**TASK TO CARRY OUT**
What is needed is a faithful copy of all the records.

**RECORDS FOR PROCESSING**
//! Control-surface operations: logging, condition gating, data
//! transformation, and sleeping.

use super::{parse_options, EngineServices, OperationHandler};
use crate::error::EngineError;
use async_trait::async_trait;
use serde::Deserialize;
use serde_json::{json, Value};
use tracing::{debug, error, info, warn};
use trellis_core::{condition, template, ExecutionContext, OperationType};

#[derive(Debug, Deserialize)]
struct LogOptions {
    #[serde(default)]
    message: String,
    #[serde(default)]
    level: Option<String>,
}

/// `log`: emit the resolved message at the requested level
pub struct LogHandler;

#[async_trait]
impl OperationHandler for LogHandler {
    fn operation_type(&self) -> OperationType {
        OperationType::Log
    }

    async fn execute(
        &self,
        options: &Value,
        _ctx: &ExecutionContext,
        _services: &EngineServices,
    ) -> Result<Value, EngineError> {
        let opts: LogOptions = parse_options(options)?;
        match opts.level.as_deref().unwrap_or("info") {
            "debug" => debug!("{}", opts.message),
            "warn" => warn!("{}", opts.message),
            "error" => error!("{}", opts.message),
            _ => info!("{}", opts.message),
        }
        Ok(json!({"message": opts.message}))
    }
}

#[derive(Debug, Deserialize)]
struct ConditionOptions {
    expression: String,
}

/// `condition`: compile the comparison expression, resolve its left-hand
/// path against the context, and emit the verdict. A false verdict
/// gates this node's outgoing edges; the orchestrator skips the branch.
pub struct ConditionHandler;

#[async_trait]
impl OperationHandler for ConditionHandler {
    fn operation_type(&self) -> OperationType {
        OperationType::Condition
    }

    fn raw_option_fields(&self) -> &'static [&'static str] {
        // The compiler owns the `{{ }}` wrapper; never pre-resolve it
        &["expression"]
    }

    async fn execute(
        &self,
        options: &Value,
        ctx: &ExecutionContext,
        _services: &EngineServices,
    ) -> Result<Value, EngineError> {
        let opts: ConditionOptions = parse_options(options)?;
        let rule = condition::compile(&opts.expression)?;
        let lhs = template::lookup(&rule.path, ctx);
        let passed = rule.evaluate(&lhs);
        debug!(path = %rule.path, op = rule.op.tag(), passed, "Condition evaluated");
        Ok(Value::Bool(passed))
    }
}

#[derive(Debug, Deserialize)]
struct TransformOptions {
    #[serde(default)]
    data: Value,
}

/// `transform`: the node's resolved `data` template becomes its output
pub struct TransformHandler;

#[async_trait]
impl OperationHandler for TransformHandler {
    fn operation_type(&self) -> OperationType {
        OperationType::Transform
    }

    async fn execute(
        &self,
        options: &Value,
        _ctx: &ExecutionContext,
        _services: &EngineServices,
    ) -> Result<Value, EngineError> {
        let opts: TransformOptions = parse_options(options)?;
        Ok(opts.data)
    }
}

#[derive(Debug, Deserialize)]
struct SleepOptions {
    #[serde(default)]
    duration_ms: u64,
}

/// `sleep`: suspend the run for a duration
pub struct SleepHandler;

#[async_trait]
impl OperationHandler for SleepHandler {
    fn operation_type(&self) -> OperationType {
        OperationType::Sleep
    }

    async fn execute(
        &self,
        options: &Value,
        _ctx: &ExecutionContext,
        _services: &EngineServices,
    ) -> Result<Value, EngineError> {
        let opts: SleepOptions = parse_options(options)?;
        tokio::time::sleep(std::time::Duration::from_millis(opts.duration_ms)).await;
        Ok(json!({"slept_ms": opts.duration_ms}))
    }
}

**FINISHED EXERCISE**
//! Control-surface operations: logging, condition gating, data
//! transformation, and sleeping.

use super::{parse_options, EngineServices, OperationHandler};
use crate::error::EngineError;
use async_trait::async_trait;
use serde::Deserialize;
use serde_json::{json, Value};
use tracing::{debug, error, info, warn};
use trellis_core::{condition, template, ExecutionContext, OperationType};

#[derive(Debug, Deserialize)]
struct LogOptions {
    #[serde(default)]
    message: String,
    #[serde(default)]
    level: Option<String>,
}

/// `log`: emit the resolved message at the requested level
pub struct LogHandler;

#[async_trait]
impl OperationHandler for LogHandler {
    fn operation_type(&self) -> OperationType {
        OperationType::Log
    }

    async fn execute(
        &self,
        options: &Value,
        _ctx: &ExecutionContext,
        _services: &EngineServices,
    ) -> Result<Value, EngineError> {
        let opts: LogOptions = parse_options(options)?;
        match opts.level.as_deref().unwrap_or("info") {
            "debug" => debug!("{}", opts.message),
            "warn" => warn!("{}", opts.message),
            "error" => error!("{}", opts.message),
            _ => info!("{}", opts.message),
        }
        Ok(json!({"message": opts.message}))
    }
}

#[derive(Debug, Deserialize)]
struct ConditionOptions {
    expression: String,
}

/// `condition`: compile the comparison expression, resolve its left-hand
/// path against the context, and emit the verdict. A false verdict
/// gates this node's outgoing edges; the orchestrator skips the branch.
pub struct ConditionHandler;

#[async_trait]
impl OperationHandler for ConditionHandler {
    fn operation_type(&self) -> OperationType {
        OperationType::Condition
    }

    fn raw_option_fields(&self) -> &'static [&'static str] {
        // The compiler owns the `{{ }}` wrapper; never pre-resolve it
        &["expression"]
    }

    async fn execute(
        &self,
        options: &Value,
        ctx: &ExecutionContext,
        _services: &EngineServices,
    ) -> Result<Value, EngineError> {
        let opts: ConditionOptions = parse_options(options)?;
        let rule = condition::compile(&opts.expression)?;
        let lhs = template::lookup(&rule.path, ctx);
        let passed = rule.evaluate(&lhs);
        debug!(path = %rule.path, op = rule.op.tag(), passed, "Condition evaluated");
        Ok(Value::Bool(passed))
    }
}

#[derive(Debug, Deserialize)]
struct TransformOptions {
    #[serde(default)]
    data: Value,
}

/// `transform`: the node's resolved `data` template becomes its output
pub struct TransformHandler;

#[async_trait]
impl OperationHandler for TransformHandler {
    fn operation_type(&self) -> OperationType {
        OperationType::Transform
    }

    async fn execute(
        &self,
        options: &Value,
        _ctx: &ExecutionContext,
        _services: &EngineServices,
    ) -> Result<Value, EngineError> {
        let opts: TransformOptions = parse_options(options)?;
        Ok(opts.data)
    }
}

#[derive(Debug, Deserialize)]
struct SleepOptions {
    #[serde(default)]
    duration_ms: u64,
}

/// `sleep`: suspend the run for a duration
pub struct SleepHandler;

#[async_trait]
impl OperationHandler for SleepHandler {
    fn operation_type(&self) -> OperationType {
        OperationType::Sleep
    }

    async fn execute(
        &self,
        options: &Value,
        _ctx: &ExecutionContext,
        _services: &EngineServices,
    ) -> Result<Value, EngineError> {
        let opts: SleepOptions = parse_options(options)?;
        tokio::time::sleep(std::time::Duration::from_millis(opts.duration_ms)).await;
        Ok(json!({"slept_ms": opts.duration_ms}))
    }
}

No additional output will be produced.